As protections in the Voting Rights Act have been dismantled following the 2013 Supreme Court decision in Shelby County v. Holder, voter suppression efforts targeting Black, Brown, and young voters are once again on the rise. According to the Brennan Center for Justice, 19 states have enacted 34 new laws making it harder to vote in the wake of the 2020 election, “justifying these measures with falsehoods steeped in racism about election irregularities and breaches of election security.” We still need to “make good on the promise of the 15th Amendment — that no citizen be denied the right to vote based on race.”

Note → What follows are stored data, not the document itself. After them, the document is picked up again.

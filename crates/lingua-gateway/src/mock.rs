use std::collections::VecDeque;
use std::sync::atomic::{AtomicUsize, Ordering};

use async_trait::async_trait;
use parking_lot::Mutex;

use lingua_core::errors::UpstreamError;
use lingua_core::lang::LanguagePair;
use lingua_core::record::TranslationRecord;
use lingua_core::upstream::{Summarizer, Translator};

/// Scripted translator for deterministic testing without network calls.
/// Responses are consumed in order; an exhausted script fails the call.
pub struct MockTranslator {
    responses: Mutex<VecDeque<Result<String, UpstreamError>>>,
    fallback: Option<String>,
    call_count: AtomicUsize,
}

impl MockTranslator {
    pub fn new(responses: Vec<Result<String, UpstreamError>>) -> Self {
        Self {
            responses: Mutex::new(responses.into()),
            fallback: None,
            call_count: AtomicUsize::new(0),
        }
    }

    /// Convenience: answer every call with the same translated text.
    pub fn always(text: &str) -> Self {
        Self {
            responses: Mutex::new(VecDeque::new()),
            fallback: Some(text.to_string()),
            call_count: AtomicUsize::new(0),
        }
    }

    pub fn call_count(&self) -> usize {
        self.call_count.load(Ordering::Relaxed)
    }
}

#[async_trait]
impl Translator for MockTranslator {
    async fn translate(&self, _text: &str, _pair: &LanguagePair) -> Result<String, UpstreamError> {
        let _ = self.call_count.fetch_add(1, Ordering::Relaxed);
        let mut responses = self.responses.lock();
        match responses.pop_front() {
            Some(response) => response,
            None => match &self.fallback {
                Some(text) => Ok(text.clone()),
                None => Err(UpstreamError::InvalidRequest(
                    "MockTranslator: no response configured".to_string(),
                )),
            },
        }
    }
}

/// Scripted summarizer counterpart to [`MockTranslator`].
pub struct MockSummarizer {
    responses: Mutex<VecDeque<Result<String, UpstreamError>>>,
    call_count: AtomicUsize,
}

impl MockSummarizer {
    pub fn new(responses: Vec<Result<String, UpstreamError>>) -> Self {
        Self {
            responses: Mutex::new(responses.into()),
            call_count: AtomicUsize::new(0),
        }
    }

    pub fn call_count(&self) -> usize {
        self.call_count.load(Ordering::Relaxed)
    }
}

#[async_trait]
impl Summarizer for MockSummarizer {
    async fn summarize(&self, _translations: &[TranslationRecord]) -> Result<String, UpstreamError> {
        let _ = self.call_count.fetch_add(1, Ordering::Relaxed);
        let mut responses = self.responses.lock();
        match responses.pop_front() {
            Some(response) => response,
            None => Err(UpstreamError::InvalidRequest(
                "MockSummarizer: no response configured".to_string(),
            )),
        }
    }
}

This King holiday, let’s honor Dr. King not with words or statues but actions and policies to protect the fundamental right to vote. Urge your members of Congress to pass the John Lewis Voting Rights Advancement Act and the Freedom to Vote Act now. And if you are eligible to vote, recommit to exercising your right this year and every year, no matter what new Jim Crow obstacles others are trying to put in our way.
We must fight back against any and all efforts to suppress our votes and take every necessary step to cast a vote in every election, every race, every time. As King Center CEO Bernice King said, “This is critical, because as important as it is that voting rights legislation is passed — and I can’t overemphasize how important that is — it is equally important though that we mobilize people to vote and ensure that the masses are educated on how to leverage our votes toward creating a just, humane, equitable and peaceful nation and world.” She is urging others to “educate, advocate and activate.”
Through his words and his example, Dr. King reminded us to keep moving forward and taking action. He said: “Structures of evil do not crumble by passive waiting. If history teaches anything, it is that evil is recalcitrant and determined, and never voluntarily relinquishes its hold short of an almost fanatical resistance. Evil must be attacked by a counteracting persistence, by the day-to-day assault of the battering rams of justice.”
Let’s listen to his voice this King holiday and heed his daughter’s call to educate, advocate and activate!
Edelman is founder and president emerita of the Children’s Defense Fund.